_Work to complete_
Go through the records and extract every line with the word "minor".
----- Recorded information -----
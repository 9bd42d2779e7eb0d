//! Plan report
//!
//! Renders a [`Plan`] as a table of carts followed by a savings summary.

use std::io;

use decimal_percentage::Percentage;
use rust_decimal::{Decimal, RoundingStrategy, prelude::ToPrimitive};
use rusty_money::{Money, iso::Currency};
use smallvec::{SmallVec, smallvec};
use tabled::{
    builder::Builder,
    grid::config::HorizontalLine,
    settings::{
        Alignment, Color, Style, Theme,
        object::{Columns, Rows},
    },
};
use thiserror::Error;

use crate::{discounts::fraction, items::Item, plan::Plan};

/// Errors that can occur when rendering a report.
#[derive(Debug, Error)]
pub enum ReportError {
    /// An amount doesn't fit in the currency's minor units.
    #[error("amount {0} is out of range")]
    Amount(Decimal),

    /// The plan refers to an item that wasn't given.
    #[error("Item {0} not found")]
    MissingItem(usize),

    /// IO error
    #[error("IO error")]
    IO,
}

/// A plan ready to print, with the items and currency it was computed for.
#[derive(Debug, Clone, Copy)]
pub struct PlanReport<'a> {
    plan: &'a Plan,
    items: &'a [Item],
    currency: &'static Currency,
}

impl<'a> PlanReport<'a> {
    /// Create a report for `plan`, which must have been computed over `items`.
    pub fn new(plan: &'a Plan, items: &'a [Item], currency: &'static Currency) -> Self {
        Self {
            plan,
            items,
            currency,
        }
    }

    /// Sum of all item prices
    ///
    /// # Errors
    ///
    /// Returns [`ReportError::Amount`] if the sum overflows.
    pub fn subtotal(&self) -> Result<Decimal, ReportError> {
        self.items
            .iter()
            .try_fold(Decimal::ZERO, |acc, item| acc.checked_add(item.price()))
            .ok_or(ReportError::Amount(Decimal::MAX))
    }

    /// Convert an exact amount to money, rounding half away from zero to minor units.
    ///
    /// Every supported currency has two decimal places.
    ///
    /// # Errors
    ///
    /// Returns [`ReportError::Amount`] if the amount doesn't fit in `i64` minor units.
    pub fn money(&self, amount: Decimal) -> Result<Money<'static, Currency>, ReportError> {
        let minor = amount
            .checked_mul(Decimal::ONE_HUNDRED)
            .map(|value| value.round_dp_with_strategy(0, RoundingStrategy::MidpointAwayFromZero))
            .and_then(|value| value.to_i64())
            .ok_or(ReportError::Amount(amount))?;

        Ok(Money::from_minor(minor, self.currency))
    }

    /// Print the report.
    ///
    /// # Errors
    ///
    /// Returns an error if an item is missing, an amount is out of range, or writing fails.
    pub fn write_to(&self, mut out: impl io::Write) -> Result<(), ReportError> {
        let mut builder = Builder::default();

        builder.push_record(["", "Item", "Coupon", "Price", "Savings", "Off"]);

        let mut cart_rows: SmallVec<[usize; 8]> = smallvec![];
        let mut row = 1; // header is row 0

        for assignment in self.plan.assignments() {
            cart_rows.push(row);

            for (pos, &idx) in assignment.items.iter().enumerate() {
                let item = self.item(idx)?;

                let (coupon, savings, off) = if pos == 0 {
                    (
                        assignment.coupon_code.clone(),
                        format!("{}", self.money(assignment.saving)?),
                        format!("{:.2}%", percent_points(assignment.saving_percentage)),
                    )
                } else {
                    (String::new(), String::new(), String::new())
                };

                builder.push_record([
                    format!("#{:<3}", idx + 1),
                    item.name().to_string(),
                    coupon,
                    format!("{}", self.money(item.price())?),
                    savings,
                    off,
                ]);

                row += 1;
            }
        }

        if !self.plan.full_price_items().is_empty() {
            cart_rows.push(row);

            for &idx in self.plan.full_price_items() {
                let item = self.item(idx)?;

                builder.push_record([
                    format!("#{:<3}", idx + 1),
                    item.name().to_string(),
                    "full price".to_string(),
                    format!("{}", self.money(item.price())?),
                    String::new(),
                    String::new(),
                ]);
            }
        }

        write_table(&mut out, builder, &cart_rows)?;

        self.write_summary(&mut out)
    }

    fn item(&self, idx: usize) -> Result<&Item, ReportError> {
        self.items.get(idx).ok_or(ReportError::MissingItem(idx))
    }

    fn write_summary(&self, out: &mut impl io::Write) -> Result<(), ReportError> {
        let subtotal = self.subtotal()?;
        let saving = self.plan.total_saving();
        let total = subtotal
            .checked_sub(saving)
            .ok_or(ReportError::Amount(subtotal))?;

        let lines = [
            (" Subtotal:", format!("{}  ", self.money(subtotal)?)),
            (" Total:", format!("{}  ", self.money(total)?)),
            (
                " Savings:",
                format!(
                    "(best {:.2}%) {}  ",
                    percent_points(self.plan.max_percentage()),
                    self.money(saving)?
                ),
            ),
            (" Strategy:", format!("{}  ", self.plan.strategy())),
        ];

        let label_width = lines
            .iter()
            .map(|(label, _)| label.chars().count())
            .max()
            .unwrap_or(0);

        let value_width = lines
            .iter()
            .map(|(_, value)| value.chars().count())
            .max()
            .unwrap_or(0);

        for (label, value) in &lines {
            writeln!(out, "{label:>label_width$}  {value:>value_width$}")
                .map_err(|_err| ReportError::IO)?;
        }

        if self.plan.excluded_coupons() > 0 {
            writeln!(
                out,
                " {} malformed coupon(s) excluded",
                self.plan.excluded_coupons()
            )
            .map_err(|_err| ReportError::IO)?;
        }

        writeln!(out).map_err(|_err| ReportError::IO)
    }
}

fn write_table(
    out: &mut impl io::Write,
    builder: Builder,
    cart_rows: &[usize],
) -> Result<(), ReportError> {
    let mut table = builder.build();
    let mut theme = Theme::from(Style::modern_rounded());
    let separator = HorizontalLine::new(Some('─'), Some('┼'), Some('├'), Some('┤'));

    theme.remove_horizontal_lines();
    theme.insert_horizontal_line(1, separator);

    for &row in cart_rows {
        if row > 1 {
            theme.insert_horizontal_line(row, separator);
        }
    }

    table.with(theme);
    table.modify(Rows::first(), Color::BOLD);
    table.modify(Columns::new(3..6), Alignment::right());

    writeln!(out, "\n{table}").map_err(|_err| ReportError::IO)
}

/// Percent points (25.00 for 0.25), rounded to two places.
fn percent_points(percentage: Percentage) -> Decimal {
    (fraction(&percentage) * Decimal::ONE_HUNDRED).round_dp(2)
}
-----
_Result for this task_
    /// An amount doesn't fit in the currency's minor units.
    /// Convert an exact amount to money, rounding half away from zero to minor units.
    /// Returns [`ReportError::Amount`] if the amount doesn't fit in `i64` minor units.
        let minor = amount
        Ok(Money::from_minor(minor, self.currency))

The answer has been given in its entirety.